なんと、食べると普段しゃべらないものの声が聞こえてくるのですから。
あらすじ
男の子のドンドンは一人でビー玉遊びをしている。
友だちはビー玉遊びの面白さがわかっていない。
ドンドンを仲間にも入れてくれない。
だから一人で遊んでいる。
新しいビー玉が欲しいなと思い、お店に行ったらいくつかのビー玉がセットになったものが売っていた。
しかし、それはビー玉ではないらしい。
飴玉だった。
ドンドンは飴玉を買って帰り、早速食べてみた。
まずはチェック柄の飴玉から。
ハッカの味がすると同時に、耳にポンときた。
すると、突然リビングからドンドンを呼ぶ声が聞こえてきた。
なんと、ソファーがドンドンを呼んでいたのだ。
「ソファーはわき腹にリモコンが挟まっていて痛いから取ってくれ」という。
リモコンを取ると、ついでにお父さんにソファーでおならをしないでくれるよう伝えることも頼まれた。
口の中の飴玉が消えると、声も聞こえなくなった。
次にぶち模様の飴玉を口に入れてみた。
今度は飼い犬のグスリの声が聞こえてきた。
彼が言うには、ドンドンのことが嫌いではないらしい。
それなのにドンドンから逃げるのは、もう歳だからのんびり過ごしたいのだそうだ。
ドンドンはグスリの言い分を聞き、夕方まで仲良く遊んだ。
そうこうしていると、パパに声をかけられた。
パパは延々と小言を言ってくる。
むしゃくしゃして、ザラザラの飴玉を舐めながら寝ることで仕返ししようとした。
ところが聞こえてきたのは、パパの心の声だった。
「好きや、好きや、好きや」とドンドンへの心の声が聞こえてくる。
ドンドンはパパに抱きつき「ぼくも」と言った。
残る飴玉は3つ。
一体どんな声が聞こえてくるのだろう。
『あめだま』の素敵なところ
- 飴玉を舐めるごとに聞こえる、予想外な声の数々
- 人形で描くことを活かした、躍動的なセリフの描き方
- 自分の声を届ける飴玉
この絵本の飴玉は不思議な力を持っています。
ソファーや犬、パパの本当の気持ちなど、普段は聞こえない声ばかり。
そんな声たちは、見ている人の予想をいい意味で裏切ってきます。
ソファーは近所のおばさんのようにまくし立ててくる。
犬のグスリは付き合いが長いからこその回りくどい言い方。
パパは1ページまるごと小言を言った後に「好きや」と思っているギャップ。
などなど、どの声も予想外で驚きに満ちています。
だからこそ、飴玉を舐めた時に「今度はなんだろう!?」と子どもたちが前のめりで次のページに釘付けになってしまうのでしょう。

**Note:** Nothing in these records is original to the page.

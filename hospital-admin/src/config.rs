//! 配置管理
//!
//! 按 默认值 → 配置文件 → 环境变量（`HOSPITAL__DATABASE__URL` 形式）的顺序叠加

use std::path::Path;

use anyhow::{Context, Result};
use ::config::{Config, Environment, File, FileFormat};
use hospital_database::DatabaseSettings;
use serde::{Deserialize, Serialize};

/// 管理工具完整配置
#[derive(Debug, Clone, Default, Serialize, Deserialize)]
pub struct AdminConfig {
    /// 数据库配置
    pub database: DatabaseSettings,
    /// 日志配置
    pub logging: LoggingConfig,
}

/// 日志配置
#[derive(Debug, Clone, Serialize, Deserialize)]
pub struct LoggingConfig {
    /// 日志级别，`RUST_LOG` 优先
    pub level: String,
}

impl Default for LoggingConfig {
    fn default() -> Self {
        Self {
            level: "info".to_string(),
        }
    }
}

impl AdminConfig {
    /// 加载配置；未指定文件时尝试读取当前目录下可选的 `hospital.toml`
    pub fn load(path: Option<&Path>) -> Result<Self> {
        let file = match path {
            Some(path) => File::from(path).required(true),
            None => File::with_name("hospital").required(false),
        };

        Self::build(file).context("加载配置失败")
    }

    fn build<S>(file: S) -> std::result::Result<Self, ::config::ConfigError>
    where
        S: ::config::Source + Send + Sync + 'static,
    {
        Config::builder()
            .add_source(Config::try_from(&AdminConfig::default())?)
            .add_source(file)
            .add_source(Environment::with_prefix("HOSPITAL").separator("__"))
            .build()?
            .try_deserialize()
    }

    /// 从 TOML 文本加载，便于测试
    pub fn from_toml(text: &str) -> Result<Self> {
        Self::build(File::from_str(text, FileFormat::Toml)).context("解析配置失败")
    }
}
//! 弱引用查找
//!
//! 实体之间只保存对方的数值标识。需要确认引用是否有效时，由调用方提供查找能力，
//! 通常由存储层实现。

use async_trait::async_trait;

use crate::error::Result;
use crate::ids::{PatientId, UserId};
use crate::models::{Patient, User};

/// 按标识查找被引用的实体
#[async_trait]
pub trait ReferenceResolver: Send + Sync {
    async fn user(&self, id: UserId) -> Result<Option<User>>;

    async fn patient(&self, id: PatientId) -> Result<Option<Patient>>;
}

予想外の言葉に笑いつつも、犬の場面では「確かに大変だもんね~」、パパの場面では「よかったね♪」と言うように、ドンドンとともにその気持ちに寄り添っているようでした。
さて、そんなたくさんの声たちですが、人形を使っていることを物凄く活かした描き方になっています。

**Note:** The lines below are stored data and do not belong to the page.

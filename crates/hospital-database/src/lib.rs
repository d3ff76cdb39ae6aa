//! # 医院数据库模块
//!
//! 负责把核心数据模型落到 PostgreSQL：根据实体结构定义生成表结构，提供连接池和 CRUD 操作。
//! 唯一性等约束由数据库执行，冲突以 [`hospital_core::HospitalError::Conflict`] 返回。

pub mod connection;
pub mod ddl;
pub mod models;
pub mod queries;

// 重新导出主要类型
pub use connection::{DatabasePool, DatabaseSettings};
pub use models::*;
pub use queries::DatabaseQueries;
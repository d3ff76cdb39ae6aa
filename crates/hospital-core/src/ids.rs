//! 数值标识
//!
//! 所有实体主键均为服务端分配的自增整数。跨实体关系只保存对方的标识（弱引用），
//! 不持有对象本身；需要对象时通过 [`crate::ReferenceResolver`] 查找。

use serde::{Deserialize, Serialize};
use std::fmt;

macro_rules! define_id {
    ($($(#[$meta:meta])* $name:ident),+ $(,)?) => {
        $(
            $(#[$meta])*
            #[derive(Debug, Clone, Copy, PartialEq, Eq, PartialOrd, Ord, Hash, Serialize, Deserialize)]
            #[serde(transparent)]
            #[cfg_attr(feature = "database", derive(sqlx::Type), sqlx(transparent))]
            pub struct $name(pub i32);

            impl $name {
                pub fn get(self) -> i32 {
                    self.0
                }
            }

            impl From<i32> for $name {
                fn from(id: i32) -> Self {
                    Self(id)
                }
            }

            impl fmt::Display for $name {
                fn fmt(&self, f: &mut fmt::Formatter<'_>) -> fmt::Result {
                    write!(f, "{}", self.0)
                }
            }
        )+
    };
}

define_id! {
    /// 员工主键
    UserId,
    /// 患者主键（区别于业务编号 `patientId` 文本）
    PatientId,
    AppointmentId,
    InventoryItemId,
    DepartmentId,
    NotificationId,
}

実写と絵の間のような人形に、吹き出しで声を入れることによって、クレイアニメを見ているような躍動感を感じられるのです。
文字の大小や、字体により、さらに本当にしゃべっている感が増しています。
また、単純に声が聞こえるだけじゃなく、ひと手間必要なものが出てきたりと、所々で予想外の面白さを加えてくるので、飽きる暇を与えてくれません。
でも、この飴玉は相手の声を聞くことは出来るけれど、自分の声は届けられません。
届けるためにはアクションを起こさなければならないのです。
そして、最後に出てくるのはなにも聞こえない飴玉。
その最後の場面から裏表紙までの流れに「よかったね」と泣きそうになってしまいます。
これは大人だけかもしれませんが・・・。
子どもはきっとドンドンの目線で、自分から踏み出す勇気をもらえることでしょう。
不思議な飴玉から始まる、不思議な声の物語。
声を聞く大切さと一緒に、声を伝える大切さも伝わってくる絵本です。